LONDON • Britain's main opposition Labour Party was due to start voting yesterday for a new leader, with Mr Jeremy Corbyn, a veteran socialist who would move the party more to the left, most likely to win.
The 66-year-old entered the race as a wildcard but has attracted grassroots support, prompting backers to adopt the slogan "Jez We Can" in an echo of US President Barack Obama's 2008 campaign rallying call. But Mr Corbyn's policies are closer to Greece's hard-left Syriza. Many Labour figures warn that the party under him could not take power in a country where polls are won or lost on the centre ground.
"The party is walking eyes shut, arms outstretched, over the cliff's edge to the jagged rocks below," Mr Tony Blair, Labour's prime minister from 1997 to 2007, wrote in the Guardian newspaper on Thursday. "It is a moment for a rugby tackle if that were possible."

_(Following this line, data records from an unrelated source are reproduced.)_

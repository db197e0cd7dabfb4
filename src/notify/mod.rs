//! Outbound notifications: the email relay API, Periskope WhatsApp and
//! reverse geocoding. Handlers never wait on these except for OTP delivery
//! and geocoding; everything else goes through the `spawn_*` helpers.

pub mod templates;

use crate::config::Config;
use crate::utils::phone::whatsapp_participant;
use derive_more::Display;
use serde::Serialize;
use serde_json::{Value, json};
use std::time::Duration;
use tracing::{info, warn};

#[derive(Debug, Display)]
pub enum NotifyError {
    #[display(fmt = "{} is not configured", _0)]
    NotConfigured(&'static str),
    #[display(fmt = "request failed: {}", _0)]
    Http(reqwest::Error),
    #[display(fmt = "provider returned {}: {}", _0, _1)]
    Status(u16, String),
    #[display(fmt = "unexpected provider response")]
    BadResponse,
}

impl std::error::Error for NotifyError {}

impl From<reqwest::Error> for NotifyError {
    fn from(e: reqwest::Error) -> Self {
        NotifyError::Http(e)
    }
}

#[derive(Debug, Clone)]
pub struct Attachment {
    pub name: String,
    /// Base64 encoded content
    pub data: String,
    pub mime_type: String,
}

#[derive(Debug, Clone)]
pub struct OutgoingEmail {
    pub subject: String,
    pub body: String,
    pub to: Vec<String>,
    pub cc: Vec<String>,
    pub attachment: Option<Attachment>,
}

impl OutgoingEmail {
    pub fn new(subject: impl Into<String>, body: impl Into<String>, to: Vec<String>) -> Self {
        Self {
            subject: subject.into(),
            body: body.into(),
            to,
            cc: Vec::new(),
            attachment: None,
        }
    }

    /// First address goes to `to`, the rest are copied.
    pub fn to_first_cc_rest(subject: impl Into<String>, body: impl Into<String>, mut recipients: Vec<String>) -> Self {
        let cc = if recipients.len() > 1 { recipients.split_off(1) } else { Vec::new() };
        let mut email = Self::new(subject, body, recipients);
        email.cc = cc;
        email
    }
}

#[derive(Serialize)]
struct EmailPayload<'a> {
    subject: &'a str,
    msgbody: &'a str,
    to_emails: &'a [String],
    cc_emails: &'a [String],
    #[serde(skip_serializing_if = "Option::is_none")]
    attachment_name: Option<&'a str>,
    #[serde(skip_serializing_if = "Option::is_none")]
    attachment_data: Option<&'a str>,
    #[serde(skip_serializing_if = "Option::is_none")]
    attachment_mime_type: Option<&'a str>,
}

impl<'a> From<&'a OutgoingEmail> for EmailPayload<'a> {
    fn from(email: &'a OutgoingEmail) -> Self {
        let attachment = email.attachment.as_ref();
        EmailPayload {
            subject: &email.subject,
            msgbody: &email.body,
            to_emails: &email.to,
            cc_emails: &email.cc,
            attachment_name: attachment.map(|a| a.name.as_str()),
            attachment_data: attachment.map(|a| a.data.as_str()),
            attachment_mime_type: attachment.map(|a| a.mime_type.as_str()),
        }
    }
}

/// Cheap to clone; the inner client shares its connection pool.
#[derive(Clone)]
pub struct Notifier {
    client: reqwest::Client,
    email_api_url: String,
    whatsapp_api_url: String,
    whatsapp_base_url: String,
    whatsapp_create_group_url: String,
    whatsapp_api_key: String,
    whatsapp_sender_phone: String,
    geocode_url: String,
}

fn configured(value: &str, name: &'static str) -> Result<(), NotifyError> {
    if value.trim().is_empty() {
        Err(NotifyError::NotConfigured(name))
    } else {
        Ok(())
    }
}

async fn ensure_success(resp: reqwest::Response) -> Result<reqwest::Response, NotifyError> {
    let status = resp.status();
    if status.is_success() {
        Ok(resp)
    } else {
        let body = resp.text().await.unwrap_or_default();
        Err(NotifyError::Status(status.as_u16(), body))
    }
}

impl Notifier {
    pub fn new(config: &Config) -> anyhow::Result<Self> {
        let client = reqwest::Client::builder()
            .timeout(Duration::from_secs(30))
            .user_agent("hr-portal/0.1")
            .build()?;

        Ok(Self {
            client,
            email_api_url: config.email_api_url.clone(),
            whatsapp_api_url: config.whatsapp_api_url.clone(),
            whatsapp_base_url: config.whatsapp_base_url.trim_end_matches('/').to_string(),
            whatsapp_create_group_url: config.whatsapp_create_group_url.clone(),
            whatsapp_api_key: config.whatsapp_api_key.clone(),
            whatsapp_sender_phone: config.whatsapp_sender_phone.clone(),
            geocode_url: config.geocode_url.clone(),
        })
    }

    pub fn whatsapp_enabled(&self) -> bool {
        !self.whatsapp_api_key.trim().is_empty()
    }

    pub async fn send_email(&self, email: &OutgoingEmail) -> Result<(), NotifyError> {
        configured(&self.email_api_url, "EMAIL_API_URL")?;
        if email.to.is_empty() {
            return Err(NotifyError::BadResponse);
        }

        let resp = self
            .client
            .post(&self.email_api_url)
            .json(&EmailPayload::from(email))
            .send()
            .await?;
        ensure_success(resp).await?;

        info!(subject = %email.subject, to = ?email.to, "Email sent");
        Ok(())
    }

    fn periskope(&self, url: &str) -> reqwest::RequestBuilder {
        self.client
            .post(url)
            .bearer_auth(&self.whatsapp_api_key)
            .header("x-phone", &self.whatsapp_sender_phone)
    }

    pub async fn send_whatsapp_text(&self, chat_id: &str, message: &str) -> Result<(), NotifyError> {
        configured(&self.whatsapp_api_key, "PERISKOPE_API_KEY")?;

        let resp = self
            .periskope(&self.whatsapp_api_url)
            .json(&json!({ "chat_id": chat_id, "type": "text", "message": message }))
            .send()
            .await?;
        ensure_success(resp).await?;
        Ok(())
    }

    /// Creates a group and returns its chat id when the provider reports one.
    pub async fn create_whatsapp_group(
        &self,
        group_name: &str,
        phones: &[String],
    ) -> Result<Option<String>, NotifyError> {
        configured(&self.whatsapp_api_key, "PERISKOPE_API_KEY")?;

        let participants: Vec<String> = phones.iter().filter_map(|p| whatsapp_participant(p)).collect();
        let resp = self
            .periskope(&self.whatsapp_create_group_url)
            .json(&json!({ "group_name": group_name, "participants": participants }))
            .send()
            .await?;
        let body: Value = ensure_success(resp).await?.json().await?;

        Ok(extract_chat_id(&body))
    }

    pub async fn add_participant(&self, chat_id: &str, phone: &str) -> Result<(), NotifyError> {
        self.edit_participants(chat_id, phone, "add").await
    }

    pub async fn remove_participant(&self, chat_id: &str, phone: &str) -> Result<(), NotifyError> {
        self.edit_participants(chat_id, phone, "remove").await
    }

    async fn edit_participants(&self, chat_id: &str, phone: &str, op: &str) -> Result<(), NotifyError> {
        configured(&self.whatsapp_api_key, "PERISKOPE_API_KEY")?;
        let participant = whatsapp_participant(phone).ok_or(NotifyError::BadResponse)?;

        let url = format!("{}/chats/{}/{}", self.whatsapp_base_url, chat_id, op);
        let resp = self
            .periskope(&url)
            .json(&json!({ "participants": [participant] }))
            .send()
            .await?;
        ensure_success(resp).await?;
        Ok(())
    }

    /// `display_name` of the nearest address.
    pub async fn reverse_geocode(&self, latitude: f64, longitude: f64) -> Result<String, NotifyError> {
        configured(&self.geocode_url, "GEOCODE_URL")?;

        let resp = self
            .client
            .get(&self.geocode_url)
            .query(&[
                ("lat", latitude.to_string()),
                ("lon", longitude.to_string()),
                ("format", "json".to_string()),
                ("zoom", "18".to_string()),
                ("addressdetails", "1".to_string()),
            ])
            .send()
            .await?;
        let body: Value = ensure_success(resp).await?.json().await?;

        body.get("display_name")
            .and_then(Value::as_str)
            .map(str::to_string)
            .ok_or(NotifyError::BadResponse)
    }

    pub fn spawn_email(&self, email: OutgoingEmail) {
        let notifier = self.clone();
        actix_web::rt::spawn(async move {
            if let Err(e) = notifier.send_email(&email).await {
                warn!(error = %e, subject = %email.subject, "Background email failed");
            }
        });
    }

    pub fn spawn_add_participant(&self, chat_id: String, phone: String) {
        let notifier = self.clone();
        actix_web::rt::spawn(async move {
            if let Err(e) = notifier.add_participant(&chat_id, &phone).await {
                warn!(error = %e, chat_id = %chat_id, "Adding WhatsApp participant failed");
            }
        });
    }

    pub fn spawn_remove_participant(&self, chat_id: String, phone: String) {
        let notifier = self.clone();
        actix_web::rt::spawn(async move {
            if let Err(e) = notifier.remove_participant(&chat_id, &phone).await {
                warn!(error = %e, chat_id = %chat_id, "Removing WhatsApp participant failed");
            }
        });
    }
}

/// Periskope answers with `chat_id`, `id`, or a nested `chat.id`.
fn extract_chat_id(body: &Value) -> Option<String> {
    body.get("chat_id")
        .or_else(|| body.get("id"))
        .or_else(|| body.get("chat").and_then(|c| c.get("id")))
        .and_then(Value::as_str)
        .map(str::to_string)
}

The results of the leadership election will be announced on Sept 12 and more than 600,000 Labour members and supporters can vote.
Supporters of Mr Corbyn say his unspun approach and lack of connections with figures such as Mr Blair give him a fresh voice at a time of deep public cynicism about politics. An MP since 1983, he has never held a front-line political job. He opposed austerity cuts and the 2003 Iraq war, which left Mr Blair deeply unpopular, from the backbenches.
TEETERING ON THE EDGE
The party is walking eyes shut, arms outstretched, over the cliff's edge to the jagged rocks below.
MR TONY BLAIR, Britain's prime minister from 1997 to 2007, one of the top Labour figures who warn that the party under Mr Jeremy Corbyn could not take power in a country where elections are typically won or lost on the centre ground
Mr Corbyn also wants to scrap Britain's nuclear weapons, renationalise industries such as the railways and involve Hamas and Hizbollah in Middle East peace talks.
"The mood is there and we happen to be in the middle of it," Mr Corbyn said in a Guardian interview this month. "We are not doing celebrity, personality, abusive politics - we are doing ideas."
The leadership election was triggered after previous leader Ed Miliband quit following May's general election defeat by Prime Minister David Cameron's Conservatives.
There are three other, more centrist, candidates - Mr Andy Burnham and Ms Yvette Cooper, both slick former ministers under Mr Blair and Mr Gordon Brown, plus backbench MP Liz Kendall.
Mr Burnham and Ms Cooper are "so burdened by their own complicity in the past failures that they seem unable to find a genuine personal voice" while Ms Kendall's campaign has "lacked substance", says Professor Charlie Beckett of the London School of Economics.
There have been concerns about the integrity of the contest after hundreds of non-Labour supporters registered to join the vote. While opinion polls tip Mr Corbyn to win, the system allows voters to pick their first and second choices, making the outcome harder to predict.